About this exercise -> Report each line of the data that has "labels" somewhere in it.

====== Data section

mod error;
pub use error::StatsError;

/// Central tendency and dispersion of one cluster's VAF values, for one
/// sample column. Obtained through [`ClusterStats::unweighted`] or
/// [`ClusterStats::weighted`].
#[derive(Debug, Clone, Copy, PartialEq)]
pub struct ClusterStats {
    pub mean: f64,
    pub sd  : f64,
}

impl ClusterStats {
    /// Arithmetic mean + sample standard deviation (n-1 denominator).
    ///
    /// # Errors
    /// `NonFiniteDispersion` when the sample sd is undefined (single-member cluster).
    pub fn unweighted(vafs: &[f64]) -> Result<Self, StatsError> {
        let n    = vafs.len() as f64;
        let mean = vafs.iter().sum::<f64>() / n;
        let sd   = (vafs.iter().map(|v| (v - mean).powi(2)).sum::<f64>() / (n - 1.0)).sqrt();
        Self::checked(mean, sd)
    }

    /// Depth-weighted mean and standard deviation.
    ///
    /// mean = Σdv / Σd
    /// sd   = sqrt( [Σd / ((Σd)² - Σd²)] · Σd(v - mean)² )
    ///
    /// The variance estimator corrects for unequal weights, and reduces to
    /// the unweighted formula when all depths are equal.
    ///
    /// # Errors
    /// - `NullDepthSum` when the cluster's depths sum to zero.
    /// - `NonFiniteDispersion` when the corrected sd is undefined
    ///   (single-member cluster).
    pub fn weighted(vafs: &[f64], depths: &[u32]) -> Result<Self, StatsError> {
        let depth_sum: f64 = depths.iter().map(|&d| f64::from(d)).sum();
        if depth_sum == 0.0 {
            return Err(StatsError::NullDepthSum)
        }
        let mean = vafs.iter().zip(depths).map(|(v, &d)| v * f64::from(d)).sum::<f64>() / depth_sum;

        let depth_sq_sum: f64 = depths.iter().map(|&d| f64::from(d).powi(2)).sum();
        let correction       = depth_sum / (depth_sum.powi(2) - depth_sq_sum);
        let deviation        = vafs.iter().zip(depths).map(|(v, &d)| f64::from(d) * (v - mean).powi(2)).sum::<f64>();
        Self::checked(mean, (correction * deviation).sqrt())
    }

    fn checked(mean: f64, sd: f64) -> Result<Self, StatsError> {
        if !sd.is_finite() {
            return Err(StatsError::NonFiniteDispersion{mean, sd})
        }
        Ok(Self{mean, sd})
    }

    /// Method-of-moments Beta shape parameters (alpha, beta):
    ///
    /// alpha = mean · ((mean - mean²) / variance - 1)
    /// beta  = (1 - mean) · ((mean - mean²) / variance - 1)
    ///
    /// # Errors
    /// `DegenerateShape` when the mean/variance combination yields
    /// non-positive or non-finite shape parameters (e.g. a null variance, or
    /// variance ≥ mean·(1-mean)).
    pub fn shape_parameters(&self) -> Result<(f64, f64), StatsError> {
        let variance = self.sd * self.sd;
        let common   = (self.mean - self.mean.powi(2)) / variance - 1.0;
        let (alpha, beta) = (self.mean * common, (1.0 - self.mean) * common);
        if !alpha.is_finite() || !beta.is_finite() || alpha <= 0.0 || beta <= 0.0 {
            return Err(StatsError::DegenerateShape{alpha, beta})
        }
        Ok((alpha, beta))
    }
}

============
====== Data section

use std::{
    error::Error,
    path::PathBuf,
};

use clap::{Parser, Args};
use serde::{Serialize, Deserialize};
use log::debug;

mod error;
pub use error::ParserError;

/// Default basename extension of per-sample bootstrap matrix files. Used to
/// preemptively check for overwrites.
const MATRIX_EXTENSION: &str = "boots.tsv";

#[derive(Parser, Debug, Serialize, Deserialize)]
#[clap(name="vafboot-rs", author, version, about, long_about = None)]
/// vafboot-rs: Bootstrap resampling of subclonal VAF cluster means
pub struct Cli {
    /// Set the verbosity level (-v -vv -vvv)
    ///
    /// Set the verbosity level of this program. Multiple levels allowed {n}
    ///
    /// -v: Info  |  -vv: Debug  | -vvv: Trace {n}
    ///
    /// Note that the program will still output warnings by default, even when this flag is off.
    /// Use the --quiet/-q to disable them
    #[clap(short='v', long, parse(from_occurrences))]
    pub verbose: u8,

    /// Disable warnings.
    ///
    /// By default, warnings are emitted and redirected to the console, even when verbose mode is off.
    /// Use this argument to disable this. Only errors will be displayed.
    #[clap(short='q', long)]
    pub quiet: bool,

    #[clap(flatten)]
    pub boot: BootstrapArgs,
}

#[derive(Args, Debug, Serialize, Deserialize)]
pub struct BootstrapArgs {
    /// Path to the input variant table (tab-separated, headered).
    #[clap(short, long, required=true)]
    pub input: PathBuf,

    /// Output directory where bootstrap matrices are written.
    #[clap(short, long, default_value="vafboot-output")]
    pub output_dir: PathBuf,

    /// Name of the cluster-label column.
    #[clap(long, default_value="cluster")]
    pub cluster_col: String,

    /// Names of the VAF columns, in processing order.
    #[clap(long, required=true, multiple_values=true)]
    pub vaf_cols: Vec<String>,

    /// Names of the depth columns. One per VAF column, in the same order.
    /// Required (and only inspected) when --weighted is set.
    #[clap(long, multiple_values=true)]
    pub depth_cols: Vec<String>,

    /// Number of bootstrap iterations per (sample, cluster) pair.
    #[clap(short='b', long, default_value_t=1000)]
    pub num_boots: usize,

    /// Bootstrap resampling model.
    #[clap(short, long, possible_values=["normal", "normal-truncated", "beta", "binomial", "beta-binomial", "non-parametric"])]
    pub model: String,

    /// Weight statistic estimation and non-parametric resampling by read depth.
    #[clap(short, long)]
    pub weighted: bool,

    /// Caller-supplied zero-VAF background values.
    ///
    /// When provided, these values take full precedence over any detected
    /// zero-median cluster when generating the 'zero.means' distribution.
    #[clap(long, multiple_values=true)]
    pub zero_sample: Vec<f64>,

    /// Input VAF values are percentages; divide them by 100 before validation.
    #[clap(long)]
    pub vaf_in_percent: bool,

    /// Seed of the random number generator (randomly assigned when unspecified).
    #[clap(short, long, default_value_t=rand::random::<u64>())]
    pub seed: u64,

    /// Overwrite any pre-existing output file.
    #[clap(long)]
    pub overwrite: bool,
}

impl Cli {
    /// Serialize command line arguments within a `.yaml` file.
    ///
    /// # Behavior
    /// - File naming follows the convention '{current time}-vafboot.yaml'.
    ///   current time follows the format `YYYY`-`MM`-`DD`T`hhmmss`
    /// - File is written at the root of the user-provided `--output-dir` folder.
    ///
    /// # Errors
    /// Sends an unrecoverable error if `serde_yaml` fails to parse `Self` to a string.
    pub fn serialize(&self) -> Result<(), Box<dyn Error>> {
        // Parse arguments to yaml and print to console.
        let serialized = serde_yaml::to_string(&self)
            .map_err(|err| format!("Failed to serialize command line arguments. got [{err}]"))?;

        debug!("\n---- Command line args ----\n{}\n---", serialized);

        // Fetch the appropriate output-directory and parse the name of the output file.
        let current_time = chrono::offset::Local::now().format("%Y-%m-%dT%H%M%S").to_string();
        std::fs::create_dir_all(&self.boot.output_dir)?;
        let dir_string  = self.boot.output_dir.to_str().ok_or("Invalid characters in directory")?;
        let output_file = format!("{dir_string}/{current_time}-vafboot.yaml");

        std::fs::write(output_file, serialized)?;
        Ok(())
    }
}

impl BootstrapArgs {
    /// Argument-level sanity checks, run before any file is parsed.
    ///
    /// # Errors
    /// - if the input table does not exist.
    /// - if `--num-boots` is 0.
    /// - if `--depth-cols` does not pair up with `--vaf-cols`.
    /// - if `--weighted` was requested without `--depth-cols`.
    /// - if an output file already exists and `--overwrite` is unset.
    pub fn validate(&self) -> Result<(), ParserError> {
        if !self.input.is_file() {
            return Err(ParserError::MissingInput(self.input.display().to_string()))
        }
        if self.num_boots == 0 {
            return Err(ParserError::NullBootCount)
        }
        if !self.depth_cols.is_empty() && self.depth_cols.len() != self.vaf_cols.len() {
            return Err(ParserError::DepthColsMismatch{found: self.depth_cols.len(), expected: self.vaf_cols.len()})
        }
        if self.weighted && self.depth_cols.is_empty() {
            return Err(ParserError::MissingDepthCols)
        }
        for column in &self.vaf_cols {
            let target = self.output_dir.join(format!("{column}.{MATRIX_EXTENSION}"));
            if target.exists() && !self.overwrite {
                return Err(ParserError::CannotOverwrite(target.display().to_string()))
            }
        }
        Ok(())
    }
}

============
====== Data section

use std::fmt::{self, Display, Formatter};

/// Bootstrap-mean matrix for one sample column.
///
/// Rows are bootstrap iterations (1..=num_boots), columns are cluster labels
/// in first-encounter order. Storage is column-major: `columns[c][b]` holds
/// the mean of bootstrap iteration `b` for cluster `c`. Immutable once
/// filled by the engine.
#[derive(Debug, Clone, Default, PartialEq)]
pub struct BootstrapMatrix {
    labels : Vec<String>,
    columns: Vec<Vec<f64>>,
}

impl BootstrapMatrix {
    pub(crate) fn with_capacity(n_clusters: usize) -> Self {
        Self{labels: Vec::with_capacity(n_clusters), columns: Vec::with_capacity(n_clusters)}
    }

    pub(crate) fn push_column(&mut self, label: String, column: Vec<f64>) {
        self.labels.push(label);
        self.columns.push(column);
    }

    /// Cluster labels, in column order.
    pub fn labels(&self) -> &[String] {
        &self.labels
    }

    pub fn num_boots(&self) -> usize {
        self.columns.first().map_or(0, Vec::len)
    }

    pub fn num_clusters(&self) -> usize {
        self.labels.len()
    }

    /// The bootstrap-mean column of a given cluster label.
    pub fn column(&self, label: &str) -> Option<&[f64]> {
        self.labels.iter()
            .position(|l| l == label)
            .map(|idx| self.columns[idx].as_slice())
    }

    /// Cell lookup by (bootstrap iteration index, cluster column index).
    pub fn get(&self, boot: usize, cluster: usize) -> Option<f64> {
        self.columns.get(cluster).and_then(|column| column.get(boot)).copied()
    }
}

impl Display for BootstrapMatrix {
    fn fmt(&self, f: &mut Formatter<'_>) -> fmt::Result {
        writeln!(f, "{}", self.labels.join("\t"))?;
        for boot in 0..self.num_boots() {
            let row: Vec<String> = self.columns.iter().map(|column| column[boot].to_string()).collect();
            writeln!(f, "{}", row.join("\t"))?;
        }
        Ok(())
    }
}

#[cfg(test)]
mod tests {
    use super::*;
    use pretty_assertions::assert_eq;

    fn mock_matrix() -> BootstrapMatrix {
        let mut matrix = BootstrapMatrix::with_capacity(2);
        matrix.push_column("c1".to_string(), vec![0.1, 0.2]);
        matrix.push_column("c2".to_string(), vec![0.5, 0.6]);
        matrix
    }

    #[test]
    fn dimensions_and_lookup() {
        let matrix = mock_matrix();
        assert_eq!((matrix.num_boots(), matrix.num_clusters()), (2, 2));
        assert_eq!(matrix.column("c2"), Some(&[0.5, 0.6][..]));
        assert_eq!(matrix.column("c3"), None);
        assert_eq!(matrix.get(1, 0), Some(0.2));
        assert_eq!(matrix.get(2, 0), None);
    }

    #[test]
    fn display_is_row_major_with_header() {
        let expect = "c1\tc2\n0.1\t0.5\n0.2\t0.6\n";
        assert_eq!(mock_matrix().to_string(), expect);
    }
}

============

Task response ->
/// Rows are bootstrap iterations (1..=num_boots), columns are cluster labels
    labels : Vec<String>,
        Self{labels: Vec::with_capacity(n_clusters), columns: Vec::with_capacity(n_clusters)}
        self.labels.push(label);
    /// Cluster labels, in column order.
    pub fn labels(&self) -> &[String] {
        &self.labels
        self.labels.len()
        self.labels.iter()
        writeln!(f, "{}", self.labels.join("\t"))?;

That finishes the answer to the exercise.